# Dump insert and spreader concerns



## mvhauler (Jan 26, 2009)

I am purchasing a Truckcraft TC-120 insert. Have a V-box, it works fine. But would like to leave insert in year round. I'm a one man band and am looking for simplicity. Have researched threads and posts . Have researched/called truckcraft and downeaster. Going with truckcraft TC-130 for weight issues. Know most pros and cons of V-box vs. tailgate replacement spreaders. Using sand treated with liquid chloride. About 2 tons per event, not incl. will calls. Due to light weight of alum. box, when load is near rear of box, I'm concerned that the box will not lower or lower slower than normal (no power down). Also concerned about enough output from spreader. Anyone with experience with inserts/tailgate replacement spreaders,youtr input would be appreciated. Thank you.


----------



## shovelracer (Sep 3, 2004)

The truckcraft I have lowers fine, gravity only though. The hinges are as far back as you could put them so unless more weight is rearward of them than in front I dont see a problem. The only time Ive had lowering issues was when I had weight up high and upon raising it shifted past the hinge point. At that point though unless its bolted down what ever your tipping is coming out. One thing to consider is that the inserts are not anywhere near as strong as a real dump bed. You wont be driving with it up if thats what you where thinking. Should you need to shift material back you will need to find a flat level surface to pull to and shift it before you continue. They are helpful if you have a truck that needs occasional material dumping, but are no substitute for a real dump. Hope this helps


----------



## mvhauler (Jan 26, 2009)

I understand where you are coming from. I would be using it for transporting small amounts of dirt, river rock, tree trimmings , etc. . Definitely not broken concrete,rip rap and the like. If you have a spreader for it, do you think it puts out enough material? Not looking for something to do the interstate with, but more than a lawn spreader.


----------



## shovelracer (Sep 3, 2004)

I dont have the spreader your thinking of, its a little rich for my blood, but always wanted to try it. I mounted a tailgate spreader to the bed a few years ago, but I just push with that truck now. Truckcraft makes a good insert as I have really beat on mine over the years, Of course had I known I was going to need a dump I would have just bought a 1 ton dumper for the same price at the time.


----------



## mvhauler (Jan 26, 2009)

That's funny. I had a one ton flatbed dump and am going to a dump insert. "business remodeling ". Thank you.


----------



## dmontgomery (Oct 3, 2003)

I have the T-120S, and the T-130 spreader.... love them both. I have run 50+ tons through it this season... no problems, accept when I backed into a pole....another story..... It will put out as much salt as you will ever need.

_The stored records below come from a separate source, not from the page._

//! Token Ledger: a fixed-supply fungible token ledger in Rust
//!
//! This crate provides the bookkeeping core of an ERC-20 style token:
//! - Balances and (owner, spender) allowances with checked arithmetic
//! - Transfer, approve, transfer-from and allowance adjustment operations
//! - Transfer/Approval events delivered to a pluggable sink
//! - A lock-guarded shared handle for multi-threaded hosts
//! - JSON persistence with backups
//! - secp256k1 keys that authenticate callers in the CLI
//!
//! # Example
//!
//! ```rust
//! use token_ledger::token::{Address, TokenError, TokenLedger};
//!
//! let alice = Address::from_seed("alice");
//! let bob = Address::from_seed("bob");
//!
//! let mut ledger = TokenLedger::new(alice, "My Token", "MTK", 18, 1000);
//! ledger.transfer(&alice, &bob, 400).unwrap();
//!
//! let result = ledger.transfer(&bob, &alice, 2000);
//! assert!(matches!(result, Err(TokenError::InsufficientBalance { .. })));
//! assert_eq!(ledger.balance_of(&bob), 400);
//! ```

pub mod cli;
pub mod crypto;
pub mod storage;
pub mod token;

// Re-export commonly used types
pub use crypto::KeyPair;
pub use storage::{Storage, StorageConfig};
pub use token::{
    Address, Amount, EventLog, EventSink, LedgerEvent, SharedLedger, TokenError, TokenLedger,
};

I can easily get 2+ tons on the short model. And I drive with it up all the time in the lots that I do because I know there are no overhead obstructions..... you just have to be careful of fast turns. Aluminum does not allow materials to slide as easily as metal, so in my opinion not driving with it up would slow me down way to much.... 

I had originally planned on buying a V box as well.......and I like the fact that you don't have to tilt a vbox to maintain flow. But I use the dump year round and am pleased with my decision..


----------



## flykelley (Dec 29, 2003)

There is a post on craigs list in Detroit for a used Truckcraft dump insert with a spreader for like 4200.00 if I remember right.

Regards Mike


----------



## shovelracer (Sep 3, 2004)

mvhauler;743865 said:


> That's funny. I had a one ton flatbed dump and am going to a dump insert. "business remodeling ". Thank you.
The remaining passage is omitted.